Is your sunscreen safe?


When the sun comes out in Portland, we go outside. We have to, because we never know when the sun is going to disappear again. And this summer, it has been much sunnier and much hotter than usual! So my family has been out in the sun every day, and it makes us think about sun protection.

Because I have children, I always think about safety, and with sunscreens it turns out there are some not-so-safe ingredients. Here's some ideas for what to look out for:

Top Toxic Sunscreen Ingredients

Oxybenzone - A widespread chemical sunblock that absorbs UV light. It is easily absorbed by the skin and acts like estrogen in the body, disrupting your hormone system. Also, causes relatively high rates of skin allergy.

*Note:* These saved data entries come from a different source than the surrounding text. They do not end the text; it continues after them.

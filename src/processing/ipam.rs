//! Host capacity planning for a managed subnet.
//!
//! Tracks named allocations against the usable host budget of one
//! subnet, refusing requests the remaining capacity cannot cover.

use std::fmt;
use std::net::Ipv4Addr;

use thiserror::Error;

use crate::models::{parse_addr, MAX_PREFIX};

/// Errors raised while planning host allocations.
///
/// As with [`crate::error::SubnetError`], the display strings are the
/// user facing message text.
#[derive(Error, Debug, Clone, Copy, PartialEq, Eq)]
pub enum PlanError {
    /// The subnet text is not `x.x.x.x/y` with a valid address and prefix.
    #[error("Invalid Subnet format. Please use x.x.x.x/y format.")]
    InvalidSubnetFormat,
    /// Blank department name or a zero host count.
    #[error("Please enter a valid department name and number of hosts.")]
    InvalidRequest,
    /// The request exceeds what is left of the host budget.
    #[error("Allocation failed. Only {remaining} hosts are available.")]
    Exhausted { remaining: u64 },
}

/// One accepted allocation.
#[derive(Debug, Clone, PartialEq, Eq)]
pub struct Allocation {
    pub department: String,
    pub count: u64,
}

/// Usable host count for planning purposes.
///
/// The planner takes the conservative view: /31 and /32 subnets (and
/// the /0 default route) have no plannable hosts, everything else has
/// its address count minus the network and broadcast addresses.
pub fn plan_capacity(prefix: u8) -> u64 {
    if prefix == 0 || prefix > 30 {
        return 0;
    }
    (1u64 << (MAX_PREFIX - prefix)) - 2
}

/// A subnet's host budget and the allocations made against it.
#[derive(Debug, Clone)]
pub struct HostPlan {
    subnet: Ipv4Addr,
    prefix: u8,
    total_usable: u64,
    allocations: Vec<Allocation>,
}

impl HostPlan {
    /// Start a plan for a subnet given as `x.x.x.x/y` text.
    pub fn new(cidr_text: &str) -> Result<HostPlan, PlanError> {
        let parts: Vec<&str> = cidr_text.trim().split('/').collect();
        if parts.len() != 2 {
            return Err(PlanError::InvalidSubnetFormat);
        }
        let subnet = parse_addr(parts[0]).map_err(|_| PlanError::InvalidSubnetFormat)?;
        let prefix: u8 = parts[1]
            .parse()
            .map_err(|_| PlanError::InvalidSubnetFormat)?;
        if prefix > MAX_PREFIX {
            return Err(PlanError::InvalidSubnetFormat);
        }
        Ok(HostPlan {
            subnet,
            prefix,
            total_usable: plan_capacity(prefix),
            allocations: Vec::new(),
        })
    }

    /// Reserve `count` hosts for a department.
    ///
    /// A request for exactly the remaining capacity succeeds; one host
    /// more is refused and the ledger is left untouched.
    pub fn allocate(&mut self, department: &str, count: u64) -> Result<(), PlanError> {
        let department = department.trim();
        if department.is_empty() || count == 0 {
            return Err(PlanError::InvalidRequest);
        }
        let remaining = self.remaining();
        if count > remaining {
            log::warn!(
                "refused {count} hosts for {department}, only {remaining} remaining in {self}"
            );
            return Err(PlanError::Exhausted { remaining });
        }
        self.allocations.push(Allocation {
            department: department.to_string(),
            count,
        });
        log::debug!("allocated {count} hosts to {department} in {self}");
        Ok(())
    }

    /// Usable hosts in the subnet.
    pub fn total_usable(&self) -> u64 {
        self.total_usable
    }

    /// Hosts handed out so far.
    pub fn allocated(&self) -> u64 {
        self.allocations.iter().map(|alloc| alloc.count).sum()
    }

    /// Hosts still available.
    pub fn remaining(&self) -> u64 {
        self.total_usable - self.allocated()
    }

    /// The accepted allocations, oldest first.
    pub fn allocations(&self) -> &[Allocation] {
        &self.allocations
    }
}

impl fmt::Display for HostPlan {
    fn fmt(&self, f: &mut fmt::Formatter<'_>) -> fmt::Result {
        write!(
            f,
            "{}/{} ({}/{} hosts allocated)",
            self.subnet,
            self.prefix,
            self.allocated(),
            self.total_usable
        )
    }
}
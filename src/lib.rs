// cargo watch -x 'fmt' -x 'test'

mod error;
pub mod models;
pub mod output;
pub mod processing;

// Re-export the entry points callers need
pub use error::SubnetError;
pub use models::SubnetRecord;
pub use processing::calculate_subnet;
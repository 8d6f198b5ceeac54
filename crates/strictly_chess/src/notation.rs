//! Move notation helpers: figurine notation and PGN rendering.

use shakmaty::{Color, Role};
use tracing::instrument;

/// Unicode figurine for a piece of the given colour.
pub fn figurine(role: Role, color: Color) -> char {
    match (color, role) {
        (Color::White, Role::King) => '♔',
        (Color::White, Role::Queen) => '♕',
        (Color::White, Role::Rook) => '♖',
        (Color::White, Role::Bishop) => '♗',
        (Color::White, Role::Knight) => '♘',
        (Color::White, Role::Pawn) => '♙',
        (Color::Black, Role::King) => '♚',
        (Color::Black, Role::Queen) => '♛',
        (Color::Black, Role::Rook) => '♜',
        (Color::Black, Role::Bishop) => '♝',
        (Color::Black, Role::Knight) => '♞',
        (Color::Black, Role::Pawn) => '♟',
    }
}

/// Converts SAN to figurine algebraic notation for the mover's colour.
///
/// Only the piece letters K, Q, R, B and N are replaced; files, ranks,
/// capture marks and check suffixes pass through. This includes the piece
/// letter of a promotion (`e8=Q` becomes `e8=♕`).
#[instrument]
pub fn san_to_fan(san: &str, mover: Color) -> String {
    san.chars()
        .map(|c| match c {
            'K' => figurine(Role::King, mover),
            'Q' => figurine(Role::Queen, mover),
            'R' => figurine(Role::Rook, mover),
            'B' => figurine(Role::Bishop, mover),
            'N' => figurine(Role::Knight, mover),
            other => other,
        })
        .collect()
}

/// Everything needed to render a game as PGN.
#[derive(Debug, Clone, PartialEq, Eq)]
pub struct GameRecord {
    /// Tag pairs in output order.
    pub headers: Vec<(String, String)>,
    /// Full-move number of the first recorded move.
    pub first_move_number: u32,
    /// Whether black made the first recorded move.
    pub black_moves_first: bool,
    /// Moves in SAN, in play order.
    pub moves: Vec<String>,
    /// Result token (`1-0`, `0-1`, `1/2-1/2` or `*`).
    pub result: String,
}

/// Renders a game record as PGN.
///
/// Lines are joined with `newline`. With `max_width`, the movetext wraps at
/// token boundaries so that no line exceeds the width unless a single token
/// is longer than it.
#[instrument(skip(record), fields(moves = record.moves.len()))]
pub fn write_pgn(record: &GameRecord, newline: &str, max_width: Option<usize>) -> String {
    let mut lines: Vec<String> = record
        .headers
        .iter()
        .map(|(key, value)| format!("[{} \"{}\"]", key, escape_tag(value)))
        .collect();
    if !lines.is_empty() {
        lines.push(String::new());
    }

    let tokens = movetext_tokens(record);
    match max_width {
        Some(width) if width > 0 => lines.extend(wrap_tokens(&tokens, width)),
        _ => lines.push(tokens.join(" ")),
    }

    lines.join(newline)
}

fn escape_tag(value: &str) -> String {
    value.replace('\\', "\\\\").replace('"', "\\\"")
}

fn movetext_tokens(record: &GameRecord) -> Vec<String> {
    let mut tokens = Vec::with_capacity(record.moves.len() * 3 / 2 + 1);
    let mut number = record.first_move_number.max(1);
    let mut white_to_move = !record.black_moves_first;

    for (index, san) in record.moves.iter().enumerate() {
        if white_to_move {
            tokens.push(format!("{}.", number));
        } else if index == 0 {
            tokens.push(format!("{}...", number));
        }
        tokens.push(san.clone());
        if !white_to_move {
            number += 1;
        }
        white_to_move = !white_to_move;
    }

    tokens.push(record.result.clone());
    tokens
}

fn wrap_tokens(tokens: &[String], width: usize) -> Vec<String> {
    let mut lines = Vec::new();
    let mut current = String::new();
    for token in tokens {
        if current.is_empty() {
            current.push_str(token);
        } else if current.chars().count() + 1 + token.chars().count() <= width {
            current.push(' ');
            current.push_str(token);
        } else {
            lines.push(std::mem::take(&mut current));
            current.push_str(token);
        }
    }
    if !current.is_empty() {
        lines.push(current);
    }
    lines
}

#[cfg(test)]
mod tests {
    use super::*;

    fn record(moves: &[&str], black_first: bool, first: u32) -> GameRecord {
        GameRecord {
            headers: vec![
                ("White".to_string(), "Alice".to_string()),
                ("Black".to_string(), "Bob".to_string()),
            ],
            first_move_number: first,
            black_moves_first: black_first,
            moves: moves.iter().map(|m| m.to_string()).collect(),
            result: "*".to_string(),
        }
    }

    #[test]
    fn test_fan_replaces_piece_letters_only() {
        assert_eq!(san_to_fan("Nf3", Color::White), "♘f3");
        assert_eq!(san_to_fan("Qxe7#", Color::Black), "♛xe7#");
        assert_eq!(san_to_fan("exd5", Color::White), "exd5");
        assert_eq!(san_to_fan("O-O+", Color::Black), "O-O+");
        assert_eq!(san_to_fan("Rae1", Color::White), "♖ae1");
        // Lowercase b is a file, not a bishop.
        assert_eq!(san_to_fan("bxc3", Color::Black), "bxc3");
    }

    #[test]
    fn test_pgn_from_white() {
        let pgn = write_pgn(&record(&["e4", "e5", "Nf3"], false, 1), "\n", None);
        assert_eq!(
            pgn,
            "[White \"Alice\"]\n[Black \"Bob\"]\n\n1. e4 e5 2. Nf3 *"
        );
    }

    #[test]
    fn test_pgn_black_first() {
        let pgn = write_pgn(&record(&["e5", "Nf3"], true, 7), "\n", None);
        assert!(pgn.ends_with("7... e5 8. Nf3 *"));
    }

    #[test]
    fn test_pgn_custom_newline() {
        let pgn = write_pgn(&record(&["d4"], false, 1), "\r\n", None);
        assert_eq!(pgn, "[White \"Alice\"]\r\n[Black \"Bob\"]\r\n\r\n1. d4 *");
    }

    #[test]
    fn test_pgn_wraps_movetext() {
        let moves = ["e4", "e5", "Nf3", "Nc6", "Bb5", "a6", "Ba4", "Nf6"];
        let pgn = write_pgn(&record(&moves, false, 1), "\n", Some(12));
        let movetext: Vec<&str> = pgn.split('\n').skip(3).collect();
        assert!(movetext.len() > 1);
        for line in &movetext {
            assert!(line.chars().count() <= 12, "line too long: {line}");
        }
        assert_eq!(movetext.join(" "), "1. e4 e5 2. Nf3 Nc6 3. Bb5 a6 4. Ba4 Nf6 *");
    }

    #[test]
    fn test_pgn_escapes_tag_values() {
        let mut rec = record(&[], false, 1);
        rec.headers = vec![("White".to_string(), "A \"quoted\" name".to_string())];
        let pgn = write_pgn(&rec, "\n", None);
        assert!(pgn.starts_with("[White \"A \\\"quoted\\\" name\"]"));
        assert!(pgn.ends_with("\n\n*"));
    }
}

Octinoxate - Easily absorbed by the skin, this chemical sunblock disrupts thyroid hormone function and the reproductive system.

Retinyl Palmitate – A form of Vitamin A, this chemical is used in a large number of sunscreens, SPF moisturizers and lip balms because it is believed to slow skin aging. But, when exposed to sunlight, it has been shown to speed the development of cancerous cells.

Safer Alternatives

Look to the EWG's 2015 Sunscreen Guide for ratings on dozens of brands of sunscreens, and more information on ingredients. Each year I try out several of their top rated sunscreens. My current favorites for low toxicity, ease of use, feel on the skin and ability to get them on my squirming children are:

Burnout Kids and babyganics pure mineral sunscreen stick

Other Ideas for Safe Sun Protection

Please don't forget that avoiding too much sun is better than relying on a high SPF to do the job for you. A lot of times these high SPFs lure us into a false sense of security and we end up getting way too much sun, because they simply don't work at as high of a level as they are rated.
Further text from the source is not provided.